NS train 175 pounds the diamonds with the CSX Mt. Victory Subdivision as it passes AC Tower in Marion, Ohio, on the NS Sandusky District.

NS Train 195 approaches AC Tower in Marion.

Union Pacific motive power is hardly a rarity on the Norfolk Southern lines radiating from Bellevue.

What might be a little out of the ordinary is seeing two trains led by UP locomotives in a span of less than five minutes.

That was the treat for trackside observers in Marion last Sunday afternoon when train No. 175, a Bellevue to Macon, Georgia, (Brosnan Yard) manifest freight cruised through town and past AC Tower with a pair of faded UP units on the point.

The 175 met at South Marion the 195, a Linwood, North Carolina, to Bellevue manifest freight that was led by a newer UP unit.

Minutes after the 175 cleared AC Tower, the 195 came roaring past.

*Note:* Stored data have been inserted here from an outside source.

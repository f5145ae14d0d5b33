//! Gocker API - REST server for users and tokens
//!
//! Every route under `/api/v1` passes through the access gate, which
//! admits the three public auth endpoints and otherwise requires a live
//! bearer token.

pub mod audit;
pub mod auth;
pub mod error;
pub mod handlers;
pub mod routes;
pub mod state;

use axum::{
    http::{header, HeaderValue, Method},
    routing::get,
    Json, Router,
};
use state::AppState;
use std::sync::Arc;
use tower_http::{cors::CorsLayer, trace::TraceLayer};
use utoipa::{
    openapi::security::{HttpAuthScheme, HttpBuilder, SecurityScheme},
    Modify, OpenApi,
};

/// OpenAPI document served at `/api-docs/openapi.json`
#[derive(OpenApi)]
#[openapi(
    paths(
        handlers::health::health_check,
        handlers::auth::register_handler,
        handlers::auth::authenticate_handler,
        handlers::auth::refresh_handler,
        handlers::auth::logout_handler,
        handlers::auth::me_handler,
        handlers::users::list_users,
        handlers::users::create_user,
        handlers::users::get_user,
        handlers::users::update_user,
        handlers::users::delete_user,
    ),
    components(schemas(
        auth::RegisterRequest,
        auth::AuthenticateRequest,
        auth::RefreshRequest,
        handlers::auth::AuthenticationResponse,
        handlers::auth::TokenResponse,
        handlers::users::UserResponse,
        handlers::users::UpdateUserRequest,
        handlers::health::HealthResponse,
        error::ApiError,
        error::ApiSuccess,
    )),
    modifiers(&SecurityAddon),
    tags(
        (name = "auth", description = "Registration, login and token refresh"),
        (name = "users", description = "User resource"),
        (name = "health", description = "Liveness"),
    )
)]
pub struct ApiDoc;

struct SecurityAddon;

impl Modify for SecurityAddon {
    fn modify(&self, openapi: &mut utoipa::openapi::OpenApi) {
        if let Some(components) = openapi.components.as_mut() {
            components.add_security_scheme(
                "bearer_auth",
                SecurityScheme::Http(
                    HttpBuilder::new()
                        .scheme(HttpAuthScheme::Bearer)
                        .bearer_format("JWT")
                        .build(),
                ),
            );
        }
    }
}

async fn openapi_json() -> Json<utoipa::openapi::OpenApi> {
    Json(ApiDoc::openapi())
}

fn cors_layer(origins: &[String]) -> CorsLayer {
    let origins: Vec<HeaderValue> = origins
        .iter()
        .filter_map(|origin| match origin.parse() {
            Ok(value) => Some(value),
            Err(_) => {
                tracing::warn!(origin = %origin, "ignoring invalid CORS origin");
                None
            }
        })
        .collect();

    CorsLayer::new()
        .allow_origin(origins)
        .allow_methods([Method::GET, Method::POST, Method::PUT, Method::DELETE])
        .allow_headers([header::AUTHORIZATION, header::CONTENT_TYPE])
}

/// Build the full application router
pub fn create_router(state: Arc<AppState>) -> Router {
    let cors = cors_layer(&state.config.server.cors_origins);

    Router::new()
        .route("/health", get(handlers::health::health_check))
        .route("/api-docs/openapi.json", get(openapi_json))
        .merge(routes::api_routes(state.clone()))
        .layer(TraceLayer::new_for_http())
        .layer(cors)
        .with_state(state)
}

/// State over an in-memory store with cheap password hashing
#[cfg(any(test, feature = "test-utils"))]
pub fn test_state(config: gocker_core::AppConfig) -> Arc<AppState> {
    let state = AppState::in_memory(config, &auth::PasswordConfig::minimal())
        .unwrap_or_else(|e| panic!("invalid test configuration: {e}"));
    Arc::new(state)
}

/// Default configuration for tests: fixed secret, `admin@example.com` as admin
#[cfg(any(test, feature = "test-utils"))]
pub fn test_config() -> gocker_core::AppConfig {
    let mut config = gocker_core::AppConfig::default();
    config.auth.secret_key = "test-secret-key".to_string();
    config.auth.admin_email = Some("admin@example.com".to_string());
    config
}

/// Router over a fresh in-memory store
#[cfg(any(test, feature = "test-utils"))]
pub fn create_router_for_testing() -> Router {
    create_router(test_state(test_config()))
}

#[cfg(test)]
mod tests {
    use super::*;

    #[test]
    fn test_openapi_document() {
        let doc = ApiDoc::openapi();
        let json = serde_json::to_value(&doc).unwrap();

        assert!(json["paths"]["/api/v1/auth/register"].is_object());
        assert!(json["paths"]["/api/v1/users/{id}"]["delete"].is_object());
        assert!(json["components"]["securitySchemes"]["bearer_auth"].is_object());
    }

    #[test]
    fn test_cors_layer_skips_invalid_origins() {
        let _ = cors_layer(&["http://localhost:3000".to_string(), "bad\norigin".to_string()]);
    }
}
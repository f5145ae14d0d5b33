//! JWT token generation and validation
//!
//! Implements the signed, expiring claim set carried by access and refresh
//! tokens. Tokens are HS256-signed with the process secret; any other
//! algorithm is rejected.

use chrono::{DateTime, Duration, Utc};
use gocker_core::TokenKind;
use jsonwebtoken::{
    decode, encode, errors::ErrorKind, Algorithm, DecodingKey, EncodingKey, Header, Validation,
};
use serde::{Deserialize, Serialize};
use thiserror::Error;
use uuid::Uuid;

/// Access tokens live for one day
pub const ACCESS_TOKEN_LIFETIME_HOURS: i64 = 24;

/// Refresh tokens live for roughly one year
pub const REFRESH_TOKEN_LIFETIME_HOURS: i64 = 8766;

/// Lifetime of a token of the given kind
pub fn lifetime(kind: TokenKind) -> Duration {
    match kind {
        TokenKind::Access => Duration::hours(ACCESS_TOKEN_LIFETIME_HOURS),
        TokenKind::Refresh => Duration::hours(REFRESH_TOKEN_LIFETIME_HOURS),
    }
}

/// JWT claims embedded in every issued token
#[derive(Debug, Clone, PartialEq, Eq, Serialize, Deserialize)]
pub struct Claims {
    /// Subject email address
    pub email: String,
    /// Expiration timestamp (Unix epoch seconds)
    pub exp: i64,
    /// Issued at timestamp (Unix epoch seconds)
    pub iat: i64,
    /// Access or refresh
    pub kind: TokenKind,
    /// Unique token id, keeps same-second tokens distinct
    pub jti: String,
}

/// Token codec errors
#[derive(Debug, Error, PartialEq, Eq)]
pub enum JwtError {
    #[error("Invalid token format")]
    Malformed,

    #[error("Invalid token signature")]
    SignatureInvalid,

    #[error("Token has expired")]
    Expired,

    #[error("Token codec misconfigured: {0}")]
    Configuration(String),
}

impl From<jsonwebtoken::errors::Error> for JwtError {
    fn from(err: jsonwebtoken::errors::Error) -> Self {
        match err.kind() {
            ErrorKind::ExpiredSignature => JwtError::Expired,
            ErrorKind::InvalidSignature | ErrorKind::InvalidAlgorithm => JwtError::SignatureInvalid,
            ErrorKind::InvalidKeyFormat => JwtError::Configuration(err.to_string()),
            _ => JwtError::Malformed,
        }
    }
}

/// Encodes and decodes signed tokens with the process secret
#[derive(Clone)]
pub struct TokenCodec {
    encoding: EncodingKey,
    decoding: DecodingKey,
    validation: Validation,
}

impl std::fmt::Debug for TokenCodec {
    fn fmt(&self, f: &mut std::fmt::Formatter<'_>) -> std::fmt::Result {
        f.debug_struct("TokenCodec")
            .field("algorithm", &Algorithm::HS256)
            .finish_non_exhaustive()
    }
}

impl TokenCodec {
    /// Build a codec from the HMAC secret
    pub fn new(secret: &str) -> Result<Self, JwtError> {
        if secret.is_empty() {
            return Err(JwtError::Configuration("SECRET_KEY is empty".to_string()));
        }

        let mut validation = Validation::new(Algorithm::HS256);
        validation.leeway = 0;
        validation.set_required_spec_claims(&["exp"]);

        Ok(Self {
            encoding: EncodingKey::from_secret(secret.as_bytes()),
            decoding: DecodingKey::from_secret(secret.as_bytes()),
            validation,
        })
    }

    /// Issue a token for `email` whose lifetime starts at `now`
    pub fn issue(&self, email: &str, kind: TokenKind, now: DateTime<Utc>) -> Result<String, JwtError> {
        let claims = Claims {
            email: email.to_string(),
            exp: (now + lifetime(kind)).timestamp(),
            iat: now.timestamp(),
            kind,
            jti: Uuid::new_v4().to_string(),
        };

        encode(&Header::new(Algorithm::HS256), &claims, &self.encoding).map_err(|e| match e.kind() {
            ErrorKind::Json(_) => JwtError::Malformed,
            _ => JwtError::Configuration(e.to_string()),
        })
    }

    /// Verify the signature and expiry of `token` and return its claims
    pub fn decode(&self, token: &str) -> Result<Claims, JwtError> {
        let data = decode::<Claims>(token, &self.decoding, &self.validation)?;
        Ok(data.claims)
    }
}
//! API handlers

pub mod auth;
pub mod health;
pub mod users;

Touch of the UP on NS in Bellevue

July 1, 2017

Union Pacific No. 6247 is the last locomotive in a light power move to Bellevue. The signal at right is for a Wheeling & Lake Erie train.

A trio of Union Pacific units trail as a train gets underway headed for the Fostoria District.

Trailing in the motive power consist of train 175 as it passes the old reservoir at Caroline.

Helping to pull train 60U south of Attica.

During the longest day outing of the Akron Railroad Club last Sunday in Bellevue, Union Pacific motive power showed up on at least four trains, albeit trailing in all instances.

A UP unit was the last unit on a light power move, which meant that it was facing outward as it rolled through the mini-plant. So the photograph gives it the appearance of leading even if it isn’t.

Still, it is nice to see something colorful and foreign when going trackside.

Yes, the Salad Shooter is Still Operating

June 10, 2017

I’m not sure why I wondered if CSX train Q090 is still operating. But in the wake of the E. Hunter Harrison takeover of the railroad this year the operating plan is in state of flux.

Known to some as the “salad shooter,” Q090 is an interchange train that CSX receives from Union Pacific in Chicago and which carries perishable produce for a warehouse located near Albany, New York.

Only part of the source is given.